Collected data

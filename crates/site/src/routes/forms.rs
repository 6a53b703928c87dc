//! Request body helpers shared by the route handlers.

use axum::{
    Form, Json,
    extract::{FromRequest, Multipart, Request},
    http::header,
};
use serde::Deserialize;
use serde::de::DeserializeOwned;

use crate::error::AppError;
use crate::uploads::UploadedFile;

/// Body accepted either as JSON or as an urlencoded form.
///
/// Admin pages post JSON from scripts while the login form posts
/// `application/x-www-form-urlencoded`; handlers do not care which.
#[derive(Debug, Clone)]
pub struct FormOrJson<T>(pub T);

impl<S, T> FromRequest<S> for FormOrJson<T>
where
    S: Send + Sync,
    T: DeserializeOwned + Send,
{
    type Rejection = AppError;

    async fn from_request(req: Request, state: &S) -> Result<Self, Self::Rejection> {
        let is_json = req
            .headers()
            .get(header::CONTENT_TYPE)
            .and_then(|v| v.to_str().ok())
            .is_some_and(|ct| ct.starts_with("application/json"));

        if is_json {
            let Json(value) = Json::<T>::from_request(req, state)
                .await
                .map_err(|e| AppError::BadRequest(e.body_text()))?;
            Ok(Self(value))
        } else {
            let Form(value) = Form::<T>::from_request(req, state)
                .await
                .map_err(|e| AppError::BadRequest(e.body_text()))?;
            Ok(Self(value))
        }
    }
}

/// A checkbox or boolean field: JSON booleans, or `true`/`on`/`1` text.
#[derive(Debug, Clone, Deserialize)]
#[serde(untagged)]
pub enum Flag {
    Bool(bool),
    Text(String),
}

impl Flag {
    pub(crate) fn is_set(&self) -> bool {
        match self {
            Self::Bool(value) => *value,
            Self::Text(text) => matches!(text.trim(), "true" | "on" | "1"),
        }
    }
}

/// A fully buffered multipart body.
#[derive(Debug, Default)]
pub struct UploadForm {
    files: Vec<(String, UploadedFile)>,
}

impl UploadForm {
    /// Read every part. Parts without a filename are ignored.
    ///
    /// # Errors
    ///
    /// Returns `BadRequest` if the body is not valid multipart or exceeds
    /// the body limit.
    pub async fn read(mut multipart: Multipart) -> Result<Self, AppError> {
        let mut files = Vec::new();
        while let Some(field) = multipart
            .next_field()
            .await
            .map_err(|e| AppError::BadRequest(e.body_text()))?
        {
            let Some(name) = field.name().map(str::to_owned) else {
                continue;
            };
            let Some(original_name) = field.file_name().map(str::to_owned) else {
                continue;
            };
            let content_type = field
                .content_type()
                .unwrap_or("application/octet-stream")
                .to_owned();
            let bytes = field
                .bytes()
                .await
                .map_err(|e| AppError::BadRequest(e.body_text()))?;
            files.push((
                name,
                UploadedFile {
                    original_name,
                    content_type,
                    bytes,
                },
            ));
        }
        Ok(Self { files })
    }

    /// Every file posted under `field`, in order.
    #[must_use]
    pub fn take_all(&mut self, field: &str) -> Vec<UploadedFile> {
        let (matching, rest): (Vec<_>, Vec<_>) = std::mem::take(&mut self.files)
            .into_iter()
            .partition(|(name, _)| name == field);
        self.files = rest;
        matching.into_iter().map(|(_, file)| file).collect()
    }

    /// The single file posted under `field`.
    ///
    /// # Errors
    ///
    /// Returns `BadRequest` naming `what` when no file was posted.
    pub fn take_one(&mut self, field: &str, what: &str) -> Result<UploadedFile, AppError> {
        self.take_all(field)
            .into_iter()
            .next()
            .ok_or_else(|| AppError::BadRequest(format!("{what} is required")))
    }
}

#[cfg(test)]
#[allow(clippy::unwrap_used)]
mod tests {
    use axum::body::{Body, Bytes};

    use super::*;

    #[derive(Debug, Deserialize)]
    struct Label {
        label: String,
    }

    fn file(name: &str) -> UploadedFile {
        UploadedFile {
            original_name: name.to_owned(),
            content_type: "image/png".to_owned(),
            bytes: Bytes::from_static(b"png"),
        }
    }

    #[tokio::test]
    async fn test_form_or_json_reads_both_encodings() {
        let json = Request::builder()
            .method("PUT")
            .header(header::CONTENT_TYPE, "application/json")
            .body(Body::from(r#"{"label":"Dairy"}"#))
            .unwrap();
        let FormOrJson(body) = FormOrJson::<Label>::from_request(json, &()).await.unwrap();
        assert_eq!(body.label, "Dairy");

        let form = Request::builder()
            .method("PUT")
            .header(header::CONTENT_TYPE, "application/x-www-form-urlencoded")
            .body(Body::from("label=Fresh+Vegetables"))
            .unwrap();
        let FormOrJson(body) = FormOrJson::<Label>::from_request(form, &()).await.unwrap();
        assert_eq!(body.label, "Fresh Vegetables");
    }

    #[tokio::test]
    async fn test_form_or_json_rejects_bad_json() {
        let request = Request::builder()
            .method("PUT")
            .header(header::CONTENT_TYPE, "application/json")
            .body(Body::from("{"))
            .unwrap();
        let result = FormOrJson::<Label>::from_request(request, &()).await;
        assert!(matches!(result, Err(AppError::BadRequest(_))));
    }

    #[test]
    fn test_take_all_and_take_one() {
        let mut form = UploadForm {
            files: vec![
                ("images".to_owned(), file("a.png")),
                ("cover".to_owned(), file("c.png")),
                ("images".to_owned(), file("b.png")),
            ],
        };
        let images = form.take_all("images");
        assert_eq!(images.len(), 2);
        assert_eq!(images[1].original_name, "b.png");

        assert_eq!(form.take_one("cover", "Cover image").unwrap().original_name, "c.png");
        assert!(matches!(
            form.take_one("cover", "Cover image"),
            Err(AppError::BadRequest(msg)) if msg == "Cover image is required"
        ));
    }

    #[test]
    fn test_flag_accepts_booleans_and_checkbox_text() {
        assert!(Flag::Bool(true).is_set());
        assert!(Flag::Text("on".to_owned()).is_set());
        assert!(Flag::Text("1".to_owned()).is_set());
        assert!(!Flag::Text("false".to_owned()).is_set());
        assert!(!Flag::Text(String::new()).is_set());
    }
}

## Assignment
Lines that contain "derive" are to be copied from the records above.

## Solved exercise
#[derive(Debug, Clone)]
#[derive(Debug, Clone, Deserialize)]
#[derive(Debug, Default)]
    #[derive(Debug, Deserialize)]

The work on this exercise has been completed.